• _The input_:
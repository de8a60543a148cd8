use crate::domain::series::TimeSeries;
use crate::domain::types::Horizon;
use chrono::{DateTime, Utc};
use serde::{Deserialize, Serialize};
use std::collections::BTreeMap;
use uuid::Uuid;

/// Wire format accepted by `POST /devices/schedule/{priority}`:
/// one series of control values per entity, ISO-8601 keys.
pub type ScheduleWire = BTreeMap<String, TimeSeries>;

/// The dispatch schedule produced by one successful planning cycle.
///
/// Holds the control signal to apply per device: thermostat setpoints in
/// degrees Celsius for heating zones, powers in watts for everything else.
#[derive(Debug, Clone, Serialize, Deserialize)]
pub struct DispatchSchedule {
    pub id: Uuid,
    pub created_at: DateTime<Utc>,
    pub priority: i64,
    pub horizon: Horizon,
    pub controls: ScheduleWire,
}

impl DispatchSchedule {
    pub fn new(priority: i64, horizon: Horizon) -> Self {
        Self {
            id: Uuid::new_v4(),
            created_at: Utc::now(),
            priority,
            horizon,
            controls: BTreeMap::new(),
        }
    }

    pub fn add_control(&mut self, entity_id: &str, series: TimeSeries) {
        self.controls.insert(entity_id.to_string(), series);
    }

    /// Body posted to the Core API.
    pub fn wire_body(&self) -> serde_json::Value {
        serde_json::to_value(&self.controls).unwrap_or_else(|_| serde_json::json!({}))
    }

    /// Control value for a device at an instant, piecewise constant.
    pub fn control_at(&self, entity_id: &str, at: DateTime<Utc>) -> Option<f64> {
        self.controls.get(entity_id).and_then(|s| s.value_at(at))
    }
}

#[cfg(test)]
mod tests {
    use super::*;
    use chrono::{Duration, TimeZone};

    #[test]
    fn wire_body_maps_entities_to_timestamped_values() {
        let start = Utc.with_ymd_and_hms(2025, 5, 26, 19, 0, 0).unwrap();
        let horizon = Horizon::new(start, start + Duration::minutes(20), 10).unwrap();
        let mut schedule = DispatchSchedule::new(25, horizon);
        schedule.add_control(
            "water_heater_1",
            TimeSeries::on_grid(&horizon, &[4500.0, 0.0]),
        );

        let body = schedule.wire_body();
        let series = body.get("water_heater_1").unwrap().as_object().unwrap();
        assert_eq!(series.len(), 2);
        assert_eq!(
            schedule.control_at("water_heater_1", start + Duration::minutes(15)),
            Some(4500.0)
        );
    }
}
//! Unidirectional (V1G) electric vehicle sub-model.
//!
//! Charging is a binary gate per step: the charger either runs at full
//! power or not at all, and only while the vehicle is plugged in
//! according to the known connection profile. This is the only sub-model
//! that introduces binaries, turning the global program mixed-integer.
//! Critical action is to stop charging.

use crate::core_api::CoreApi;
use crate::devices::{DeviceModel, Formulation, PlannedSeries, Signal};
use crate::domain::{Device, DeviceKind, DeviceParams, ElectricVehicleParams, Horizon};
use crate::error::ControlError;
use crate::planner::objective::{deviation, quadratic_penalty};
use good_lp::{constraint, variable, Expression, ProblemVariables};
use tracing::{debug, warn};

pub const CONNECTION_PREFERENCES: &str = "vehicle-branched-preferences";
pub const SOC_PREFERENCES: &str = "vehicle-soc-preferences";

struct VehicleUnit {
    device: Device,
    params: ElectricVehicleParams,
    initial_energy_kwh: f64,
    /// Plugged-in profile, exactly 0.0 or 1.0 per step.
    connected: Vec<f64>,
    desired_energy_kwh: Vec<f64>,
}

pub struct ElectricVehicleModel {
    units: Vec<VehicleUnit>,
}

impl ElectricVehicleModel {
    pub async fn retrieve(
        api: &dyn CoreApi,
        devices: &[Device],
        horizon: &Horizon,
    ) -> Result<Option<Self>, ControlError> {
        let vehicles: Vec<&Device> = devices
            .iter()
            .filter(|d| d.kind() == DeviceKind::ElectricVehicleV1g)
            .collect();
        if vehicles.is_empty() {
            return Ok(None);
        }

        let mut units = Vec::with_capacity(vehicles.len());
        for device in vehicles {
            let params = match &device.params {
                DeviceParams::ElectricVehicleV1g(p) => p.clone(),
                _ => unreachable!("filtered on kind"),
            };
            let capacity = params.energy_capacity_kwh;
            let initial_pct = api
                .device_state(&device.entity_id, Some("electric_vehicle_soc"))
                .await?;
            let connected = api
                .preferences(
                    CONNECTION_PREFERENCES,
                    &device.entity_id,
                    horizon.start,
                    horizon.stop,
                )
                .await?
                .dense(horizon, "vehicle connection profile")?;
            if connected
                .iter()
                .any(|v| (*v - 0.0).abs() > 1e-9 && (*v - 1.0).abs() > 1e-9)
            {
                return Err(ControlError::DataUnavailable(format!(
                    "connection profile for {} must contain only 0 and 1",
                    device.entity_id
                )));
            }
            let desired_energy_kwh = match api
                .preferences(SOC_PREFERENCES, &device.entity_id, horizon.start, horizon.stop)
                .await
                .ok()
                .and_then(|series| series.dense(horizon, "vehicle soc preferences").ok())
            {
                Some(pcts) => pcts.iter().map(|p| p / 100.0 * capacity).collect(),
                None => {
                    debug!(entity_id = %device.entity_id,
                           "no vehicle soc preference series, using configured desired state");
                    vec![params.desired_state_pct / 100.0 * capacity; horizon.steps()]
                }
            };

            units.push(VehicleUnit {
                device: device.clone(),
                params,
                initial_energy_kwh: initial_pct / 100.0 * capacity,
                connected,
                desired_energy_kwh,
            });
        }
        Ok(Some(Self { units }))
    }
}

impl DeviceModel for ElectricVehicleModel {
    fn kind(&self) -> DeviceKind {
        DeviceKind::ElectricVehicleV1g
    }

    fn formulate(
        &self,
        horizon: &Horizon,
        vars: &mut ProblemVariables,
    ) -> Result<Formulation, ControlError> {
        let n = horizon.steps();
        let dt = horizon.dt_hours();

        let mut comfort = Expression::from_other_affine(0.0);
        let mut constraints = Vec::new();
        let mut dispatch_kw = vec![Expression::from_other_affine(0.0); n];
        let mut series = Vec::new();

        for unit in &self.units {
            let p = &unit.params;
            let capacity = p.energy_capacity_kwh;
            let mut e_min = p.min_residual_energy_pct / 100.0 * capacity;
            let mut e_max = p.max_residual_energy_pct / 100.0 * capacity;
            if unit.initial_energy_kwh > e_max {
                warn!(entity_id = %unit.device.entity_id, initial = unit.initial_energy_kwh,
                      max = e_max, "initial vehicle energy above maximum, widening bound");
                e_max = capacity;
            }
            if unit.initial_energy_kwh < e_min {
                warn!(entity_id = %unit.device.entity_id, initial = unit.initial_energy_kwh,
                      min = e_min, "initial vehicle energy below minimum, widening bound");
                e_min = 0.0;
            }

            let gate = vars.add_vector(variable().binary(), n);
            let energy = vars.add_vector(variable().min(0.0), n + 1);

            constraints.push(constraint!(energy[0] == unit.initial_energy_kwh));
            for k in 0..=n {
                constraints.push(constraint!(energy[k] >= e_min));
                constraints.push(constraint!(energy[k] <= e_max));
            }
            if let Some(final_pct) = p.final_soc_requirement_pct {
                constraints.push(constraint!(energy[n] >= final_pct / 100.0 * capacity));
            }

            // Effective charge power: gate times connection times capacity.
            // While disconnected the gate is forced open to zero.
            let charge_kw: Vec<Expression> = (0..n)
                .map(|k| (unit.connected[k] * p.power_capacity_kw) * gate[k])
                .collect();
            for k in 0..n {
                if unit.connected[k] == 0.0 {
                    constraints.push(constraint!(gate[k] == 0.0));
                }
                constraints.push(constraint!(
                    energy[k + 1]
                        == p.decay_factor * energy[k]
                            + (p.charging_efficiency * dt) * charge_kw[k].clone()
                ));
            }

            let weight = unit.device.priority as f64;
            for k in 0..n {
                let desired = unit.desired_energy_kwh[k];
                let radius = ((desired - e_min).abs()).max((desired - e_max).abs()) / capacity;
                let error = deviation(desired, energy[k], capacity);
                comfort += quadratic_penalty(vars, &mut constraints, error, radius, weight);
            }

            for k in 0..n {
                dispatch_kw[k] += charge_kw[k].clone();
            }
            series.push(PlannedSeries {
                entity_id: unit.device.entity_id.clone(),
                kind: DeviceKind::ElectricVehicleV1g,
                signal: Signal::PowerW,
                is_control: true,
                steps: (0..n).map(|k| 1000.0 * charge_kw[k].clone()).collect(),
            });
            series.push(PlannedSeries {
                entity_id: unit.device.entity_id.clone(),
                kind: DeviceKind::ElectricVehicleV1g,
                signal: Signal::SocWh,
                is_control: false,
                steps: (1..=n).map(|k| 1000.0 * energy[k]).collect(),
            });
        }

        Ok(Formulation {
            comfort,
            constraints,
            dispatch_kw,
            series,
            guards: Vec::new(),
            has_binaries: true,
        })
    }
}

• _Activity_: Copy word for word the stretch of entries above from the line that has "use uuid::Uuid;" through the line that has "thermostat setpoints in", both ends included, and nothing outside it.

• _Written solution_:
use uuid::Uuid;

/// Wire format accepted by `POST /devices/schedule/{priority}`:
/// one series of control values per entity, ISO-8601 keys.
pub type ScheduleWire = BTreeMap<String, TimeSeries>;

/// The dispatch schedule produced by one successful planning cycle.
///
/// Holds the control signal to apply per device: thermostat setpoints in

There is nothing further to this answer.